A severely injured 81-year-old obese woman (body mass index of 28) was presented to the Emergency Intensive Care Unit (EICU) due to multiple organ failure (neural, respiratory, cardiac, circulatory, renal). She developed severe acute respiratory distress syndrome (ARDS) quickly after injury insult. Due to persistent acute renal insufficiency during EICU stay, she also received continuous renal replacement therapy (CRRT) through percutaneous catheterization of the left internal jugular vein. Thirteen days after admission, she required to change the right supraclavicular central venous line due to continuous vasopressor support and invasive hemodynamic management for heart failure and ARDS. Because there was no other appropriate route, we decided to insert the cannulation through the right cephalic vein, which was measured at 0.28 cm in diameter under ultrasound.
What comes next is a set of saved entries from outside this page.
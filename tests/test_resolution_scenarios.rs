//! Channel placement and precedence, checked for every registered rule kind.

mod common;

use common::{FakeExternal, label};
use once_cell::sync::Lazy;
use rstest::rstest;
use rulegen::cache::PackageEntry;
use rulegen::kinds::{Attr, KindRegistry};
use rulegen::resolve::{DiagnosticKind, Origin};
use rulegen::{Config, DirPath, PackageCache, ResolveRequest, Resolver, RuleKind, TypeName};

static REGISTRY: Lazy<KindRegistry> = Lazy::new(|| KindRegistry::new().unwrap());

fn cache() -> PackageCache {
    let cache = PackageCache::new();
    for (dir, types) in [("x/y", &["x.y.Bar"][..]), ("a/t", &["a.t.Engine"][..]), ("a/b", &["a.b.Foo"][..])] {
        let mut entry = PackageEntry::new(DirPath::new(dir));
        entry.declared_types = types.iter().map(|ty| TypeName::new(ty)).collect();
        cache.upsert(&DirPath::new(dir), entry);
    }
    cache
}

fn request(kind: RuleKind) -> ResolveRequest {
    ResolveRequest::new("a/b", kind)
        .import("x.y.Bar")
        .runtime_import("a.t.Engine")
        .import("a.b.Foo")
}

#[rstest]
fn test_runtime_only_placement(#[values(
    RuleKind::JavaBinary,
    RuleKind::JavaJunit5Test,
    RuleKind::JavaLibrary,
    RuleKind::JavaTest,
    RuleKind::JavaTestSuite,
    RuleKind::JavaProtoLibrary,
    RuleKind::JavaGrpcLibrary,
    RuleKind::UnitPackage,
    RuleKind::UnitTest,
    RuleKind::IntTest,
    RuleKind::TestTest,
    RuleKind::LibraryPackage,
    RuleKind::TestPackage
)]
kind: RuleKind) {
    let cache = cache();
    let config = Config::default();
    let external = FakeExternal::new();
    let resolver = Resolver::new(&cache, &external, &config);

    let output = resolver.resolve(&request(kind)).unwrap();
    let engine = label("//a/t");

    if REGISTRY.info(kind).resolves(Attr::RuntimeDeps) {
        assert!(!output.assignments.deps.contains(&engine));
        assert_eq!(output.assignments.runtime_deps, vec![engine]);
        assert_eq!(output.diagnostics.len(), 0);
    } else {
        assert!(output.assignments.deps.contains(&engine));
        assert_eq!(output.diagnostics.len(), 1);
        assert_eq!(output.diagnostics[0].kind, DiagnosticKind::DegradedResolution);
        assert_eq!(output.diagnostics[0].type_name, Some(TypeName::new("a.t.Engine")));
    }
    // the directory's own type never becomes a dependency
    assert!(output.dependency("a.b.Foo").is_none());
}

#[test]
fn test_every_registered_kind_is_covered() {
    assert_eq!(REGISTRY.len(), RuleKind::ALL.len());
    assert_eq!(REGISTRY.len(), 13);
    for kind in RuleKind::ALL {
        assert_eq!(REGISTRY.lookup(kind.as_str()).unwrap(), kind.info());
    }
}

#[test]
fn test_local_over_external_records_discarded_candidate() {
    let cache = cache();
    let config = Config::default();
    let external = FakeExternal::new().artifact("x.y.Bar", "@maven//:com_external_bar");
    let resolver = Resolver::new(&cache, &external, &config);

    let output = resolver.resolve(&request(RuleKind::UnitTest)).unwrap();

    let bar = output.dependency("x.y.Bar").unwrap();
    assert_eq!(bar.label, Some(label("//x/y")));
    assert_eq!(bar.origin, Origin::Local);
    assert_eq!(output.diagnostics.len(), 1);
    let diagnostic = &output.diagnostics[0];
    assert_eq!(diagnostic.kind, DiagnosticKind::AmbiguousResolution);
    assert!(diagnostic.related.iter().any(|note| note.contains("@maven//:com_external_bar")));
}

#[test]
fn test_exports_always_within_deps() {
    let cache = cache();
    let config = Config::default();
    let external = FakeExternal::new().artifact("com.google.common.base.Optional", "@maven//:guava");
    let resolver = Resolver::new(&cache, &external, &config);

    let output = resolver
        .resolve(
            &ResolveRequest::new("api", RuleKind::LibraryPackage)
                .import("x.y.Bar")
                .import("com.google.common.base.Optional")
                .runtime_import("a.t.Engine")
                .export("x.y.Bar")
                .export("com.google.common.base.Optional")
                .export("a.t.Engine"),
        )
        .unwrap();

    let assignments = &output.assignments;
    assert_eq!(assignments.exports, vec![label("//x/y"), label("@maven//:guava")]);
    assert!(assignments.exports.iter().all(|l| assignments.deps.contains(l)));
    assert_eq!(output.diagnostics.len(), 1);
    assert_eq!(output.diagnostics[0].kind, DiagnosticKind::DroppedExport);
}

#[test]
fn test_no_label_repeats_within_an_attribute() {
    let cache = PackageCache::new();
    let mut entry = PackageEntry::new(DirPath::new("lib"));
    entry.declared_types = ["lib.A", "lib.B", "lib.C"].into_iter().map(TypeName::new).collect();
    cache.upsert(&DirPath::new("lib"), entry);
    let config = Config::default();
    let external = FakeExternal::new();
    let resolver = Resolver::new(&cache, &external, &config);

    let output = resolver
        .resolve(
            &ResolveRequest::new("app", RuleKind::JavaBinary)
                .import("lib.A")
                .import("lib.B")
                .runtime_import("lib.C"),
        )
        .unwrap();

    assert_eq!(output.assignments.deps, vec![label("//lib")]);
    assert!(output.assignments.runtime_deps.is_empty());
    assert_eq!(output.resolved.len(), 3);
}

#[test]
fn test_jdk_types_are_not_dependencies() {
    let cache = cache();
    let config = Config::default();
    let external = FakeExternal::new();
    let resolver = Resolver::new(&cache, &external, &config);

    let output = resolver
        .resolve(
            &ResolveRequest::new("a/b", RuleKind::JavaLibrary)
                .import("java.util.List")
                .import("javax.annotation.processing.Generated"),
        )
        .unwrap();

    assert!(output.assignments.is_empty());
    assert!(output.diagnostics.is_empty());
    assert_eq!(external.calls(), 0);
}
The cannulation was successfully performed guided by ultrasound through the Seldinger technique, with the inserted length of 20 cm suitable for monitoring of central venous pressure (Fig. 1). Daily bedside ultrasound did not detect thrombosis within the cephalic vein.

Fig. 1
figure 1

Puncture site for the cephalic vein access (left). Double track sign represents the central venous line (right). A, cephalic vein; B, axillary vein

There has been no case report in the literature introducing percutaneous catheterization of central venous catheter through cephalic vein access. However, the cephalic vein access has been used extensively for cardiac implantable electronic device placement through venesection with acceptable complication rates [4, 5]. The cannulation operation under guided by ultrasound can be easier in increased intrathoracic pressure due to venous filling. Our case demonstrated that the cephalic vein approach for central venous catheterization is safe without injury to artery, thorax, and nerve, which should be considered in selected critical care patients (e.g., cannulation difficult due to morbid obesity with no proper puncture site while still require monitoring the central venous pressure).